Calgary Church Asks Minister Of Border Security To Prevent Sermons By Visiting ‘Homophobic’ Pastor From Nigeria

Johnson Suleman is a pastor and preacher from Nigeria who oversees Omega Fire Ministries. He's scheduled to speak in Calgary, Alta. on Sept. 18 and 19. Image via The Star Calgary


—A Calgary church is calling on federal MP and minister of border security Bill Blair to take action over two upcoming sermons planned by what it calls a “homophobic” pastor from Nigeria.

“(Johnson) Suleman is the general overseer of Omega Fire Ministries in Nigeria and he is scheduled to preach in Calgary,” the letter states, penned by the leadership group at Calgary’s Hillhurst United Church.

A promotional poster online shows that Suleman is scheduled to speak at Calgary’s Magnolia Banquet Hall on Tuesday and Wednesday this week at 8 a.m. and 6 p.m. each day.

Hillhurst is an affirming, LGBTQ-inclusive congregation; Keith Murray is Hillhurst’s affirming co-ordinator.

Murray says he and lead minister John Pentland first came to know about Suleman’s planned sermons by way of LGBTQ activists in Nigeria and from Toronto-based reverend Brent Hawkes, the long-time pastor of that city’s Metropolitan Community Church.

“In recent sermons in Nigeria, Suleman has preached that homosexuality is the result of having demons from the pit of hell inside of them and that people need to ‘kill the spirit of homosexuality in the name of Jesus,’” the Hillhurst letter states.

Neither Suleman nor a representative from the Calgary branch of Fire Omega Ministries could be reached for comment by StarMetro.

“We have refugees in our community who’ve fled Nigeria, who’ve had attempts made on their lives, incited by this kind of hate speech,” Murray said. “They’ve been granted asylum in Canada.”

Some of those members have been threatened with violence and death, Murray said, and “not just threats; actions too.” He said that “as an affirming church, we have to stand up to religious intolerance.”

Murray also pointed to section 319 of the Criminal Code, which governs hate speech.

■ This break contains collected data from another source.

//! Application configuration management.
//!
//! This module handles loading and saving the configuration: store endpoint
//! base URLs, the device headers sent with catalogue requests, and the
//! caching, retry and refresh policies.
//!
//! Configuration is stored at `~/.config/snapcache/config.json`. Missing
//! fields fall back to defaults, and `SNAPCACHE_*_URL` environment
//! variables override the endpoints after loading. Endpoint URLs are kept
//! without a trailing slash wherever they come from.

use std::path::PathBuf;
use std::time::Duration;

use anyhow::Result;
use serde::{Deserialize, Serialize};
use tracing::debug;

use crate::auth::AuthEndpoints;
use crate::cache::RetryConfig;

/// Application name used for config/cache directory paths
const APP_NAME: &str = "snapcache";

/// Config file name
const CONFIG_FILE: &str = "config.json";

/// Environment overrides for the endpoint base URLs.
const ENV_API_URL: &str = "SNAPCACHE_API_URL";
const ENV_SEARCH_URL: &str = "SNAPCACHE_SEARCH_URL";
const ENV_DASHBOARD_URL: &str = "SNAPCACHE_DASHBOARD_URL";
const ENV_LOGIN_URL: &str = "SNAPCACHE_LOGIN_URL";

#[derive(Debug, Clone, PartialEq, Eq, Serialize, Deserialize)]
#[serde(default)]
pub struct Config {
    /// Public store API (details, metrics, featured and promoted listings)
    pub api_url: String,
    /// Search service
    pub search_url: String,
    /// Publisher dashboard API (account, metadata, ACL)
    pub dashboard_url: String,
    /// SSO (discharge refresh)
    pub login_url: String,
    pub series: String,
    pub architecture: String,
    pub freshness_window_secs: u64,
    pub retry: RetryConfig,
    /// Refreshes allowed per original request before giving up.
    pub max_refresh_attempts: u32,
}

impl Default for Config {
    fn default() -> Self {
        Self {
            api_url: "https://api.snapcraft.io".to_string(),
            search_url: "https://search.apps.ubuntu.com".to_string(),
            dashboard_url: "https://dashboard.snapcraft.io".to_string(),
            login_url: "https://login.ubuntu.com".to_string(),
            series: "16".to_string(),
            architecture: "amd64".to_string(),
            freshness_window_secs: 5,
            retry: RetryConfig::default(),
            max_refresh_attempts: 1,
        }
    }
}

impl Config {
    /// Load from disk and apply environment overrides.
    pub fn load() -> Result<Self> {
        let path = Self::config_path()?;
        let mut config = if path.exists() {
            Self::parse(&std::fs::read_to_string(&path)?)?
        } else {
            Self::default()
        };
        config.apply_env_overrides();
        Ok(config)
    }

    fn parse(contents: &str) -> Result<Self> {
        let mut config: Self = serde_json::from_str(contents)?;
        config.trim_urls();
        Ok(config)
    }

    fn trim_urls(&mut self) {
        for url in [
            &mut self.api_url,
            &mut self.search_url,
            &mut self.dashboard_url,
            &mut self.login_url,
        ] {
            let trimmed = url.trim_end_matches('/').len();
            url.truncate(trimmed);
        }
    }

    pub fn save(&self) -> Result<()> {
        let path = Self::config_path()?;
        if let Some(parent) = path.parent() {
            std::fs::create_dir_all(parent)?;
        }
        let contents = serde_json::to_string_pretty(self)?;
        std::fs::write(path, contents)?;
        Ok(())
    }

    pub fn apply_env_overrides(&mut self) {
        self.apply_overrides(|name| std::env::var(name).ok());
    }

    fn apply_overrides(&mut self, lookup: impl Fn(&str) -> Option<String>) {
        let targets = [
            (ENV_API_URL, &mut self.api_url),
            (ENV_SEARCH_URL, &mut self.search_url),
            (ENV_DASHBOARD_URL, &mut self.dashboard_url),
            (ENV_LOGIN_URL, &mut self.login_url),
        ];
        for (name, target) in targets {
            if let Some(value) = lookup(name).filter(|v| !v.is_empty()) {
                debug!(var = name, url = %value, "Endpoint overridden from environment");
                *target = value;
            }
        }
        self.trim_urls();
    }

    fn config_path() -> Result<PathBuf> {
        let config_dir = dirs::config_dir()
            .ok_or_else(|| anyhow::anyhow!("Could not find config directory"))?;
        Ok(config_dir.join(APP_NAME).join(CONFIG_FILE))
    }

    pub fn cache_dir(&self) -> Result<PathBuf> {
        let cache_dir = dirs::cache_dir()
            .ok_or_else(|| anyhow::anyhow!("Could not find cache directory"))?;
        Ok(cache_dir.join(APP_NAME))
    }

    pub fn freshness_window(&self) -> Duration {
        Duration::from_secs(self.freshness_window_secs)
    }

    pub fn auth_endpoints(&self) -> AuthEndpoints {
        AuthEndpoints {
            refresh_url: format!("{}/api/v2/tokens/refresh", self.login_url),
            verify_url: format!("{}/dev/api/acl/verify/", self.dashboard_url),
            acl_url: format!("{}/dev/api/acl/", self.dashboard_url),
        }
    }

    /// Host of the SSO; root macaroons carry a third-party caveat for it.
    pub fn login_host(&self) -> Option<String> {
        url::Url::parse(&self.login_url)
            .ok()
            .and_then(|u| u.host_str().map(str::to_string))
    }
}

“We cannot allow that type of religious violence to follow (refugees) here,” Murray said. “We need a firm boundary to say no, so ideally to have him stopped at the border or removed before he has a chance to speak is what we’re hoping for.”

A YouTube video posted online on Aug. 27 appears to show Suleman making homophobic and anti-gay remarks during a sermon.

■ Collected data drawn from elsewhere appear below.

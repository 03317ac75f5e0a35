use thiserror::Error;

use crate::auth::AuthError;
use crate::models::StoreError;

#[derive(Error, Debug)]
pub enum ApiError {
    #[error("Upstream timed out: {0}")]
    Timeout(String),

    #[error("Upstream unavailable: {0}")]
    Unavailable(String),

    #[error("Network error: {0}")]
    Network(#[from] reqwest::Error),

    #[error("Invalid request: {0}")]
    InvalidRequest(String),

    #[error("Upstream rejected request ({status}): {body}")]
    Rejected { status: u16, body: String },

    #[error("Upstream returned errors ({status}): {}", join_codes(.errors))]
    ErrorList { status: u16, errors: Vec<StoreError> },

    #[error("Not authorized to access {0}")]
    Forbidden(String),

    #[error("Resource not found: {0}")]
    NotFound(String),

    #[error("Developer programme agreement not signed")]
    AgreementNotSigned,

    #[error("Account has no username")]
    MissingUsername,

    #[error("Macaroon discharge still stale after {0} refresh attempt(s)")]
    MacaroonRefreshRequired(u32),

    #[error(transparent)]
    Auth(#[from] AuthError),

    #[error("Invalid response: {0}")]
    InvalidResponse(String),
}

/// Maximum length for error response bodies in error messages
const MAX_ERROR_BODY_LENGTH: usize = 500;

/// Truncate a response body to avoid logging excessive data
pub(crate) fn truncate_body(body: &str) -> String {
    if body.len() <= MAX_ERROR_BODY_LENGTH {
        body.to_string()
    } else {
        let mut end = MAX_ERROR_BODY_LENGTH;
        while !body.is_char_boundary(end) {
            end -= 1;
        }
        format!("{}... (truncated, {} total bytes)", &body[..end], body.len())
    }
}

fn join_codes(errors: &[StoreError]) -> String {
    errors
        .iter()
        .map(|e| e.code.as_str())
        .collect::<Vec<_>>()
        .join(", ")
}

impl ApiError {
    pub fn from_status(status: u16, body: &str) -> Self {
        let truncated = truncate_body(body);
        match status {
            403 => ApiError::Forbidden(truncated),
            404 => ApiError::NotFound(truncated),
            _ => ApiError::Rejected {
                status,
                body: truncated,
            },
        }
    }

    /// Status a web handler should answer with when this error ends the
    /// request.
    pub fn gateway_status(&self) -> u16 {
        match self {
            ApiError::Timeout(_) => 504,
            ApiError::Rejected { status, .. } => *status,
            ApiError::Forbidden(_) => 403,
            ApiError::NotFound(_) => 404,
            ApiError::InvalidRequest(_) => 400,
            ApiError::Auth(AuthError::NotAuthenticated | AuthError::InvalidCredential(_)) => 401,
            ApiError::Network(e) if e.is_timeout() => 504,
            ApiError::Unavailable(_)
            | ApiError::Network(_)
            | ApiError::ErrorList { .. }
            | ApiError::AgreementNotSigned
            | ApiError::MissingUsername
            | ApiError::MacaroonRefreshRequired(_)
            | ApiError::Auth(AuthError::AuthService(_))
            | ApiError::InvalidResponse(_) => 502,
        }
    }

    /// Page the user should be sent to, for errors they can fix.
    pub fn redirect_path(&self) -> Option<&'static str> {
        match self {
            ApiError::MissingUsername => Some("/account/username"),
            ApiError::AgreementNotSigned => Some("/account/agreement"),
            ApiError::Auth(AuthError::NotAuthenticated | AuthError::InvalidCredential(_)) => {
                Some("/login")
            }
            _ => None,
        }
    }
}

The Hillhust leaders also sent their letter to the Calgary Police Service’s LGBTQ2 liaison Dyana McElroy.

McElroy was unavailable Monday, but StarMetro spoke with the Calgary Police Service’s Hate Crimes unit co-ordinator, senior constable Craig Collins.

Collins said that his unit and the police service is aware of Suleman’s Tuesday and Wednesday sermons and they have resources in place for those events, if needed.

“We’re aware that there’s a planned protest and we’ll allow that protest to occur,” he said. “If spontaneous events happen, then we’ll police those.”

Collins also referenced the Criminal Code’s hate-speech section, adding that they “can’t target people for what they’ve said previously.”

If a complaint for Suleman’s sermons is launched, “we would look into it” and begin investigating how or if a Criminal Code violation occurred, he said.

Bill Blair’s office did not return a request for comment on Monday.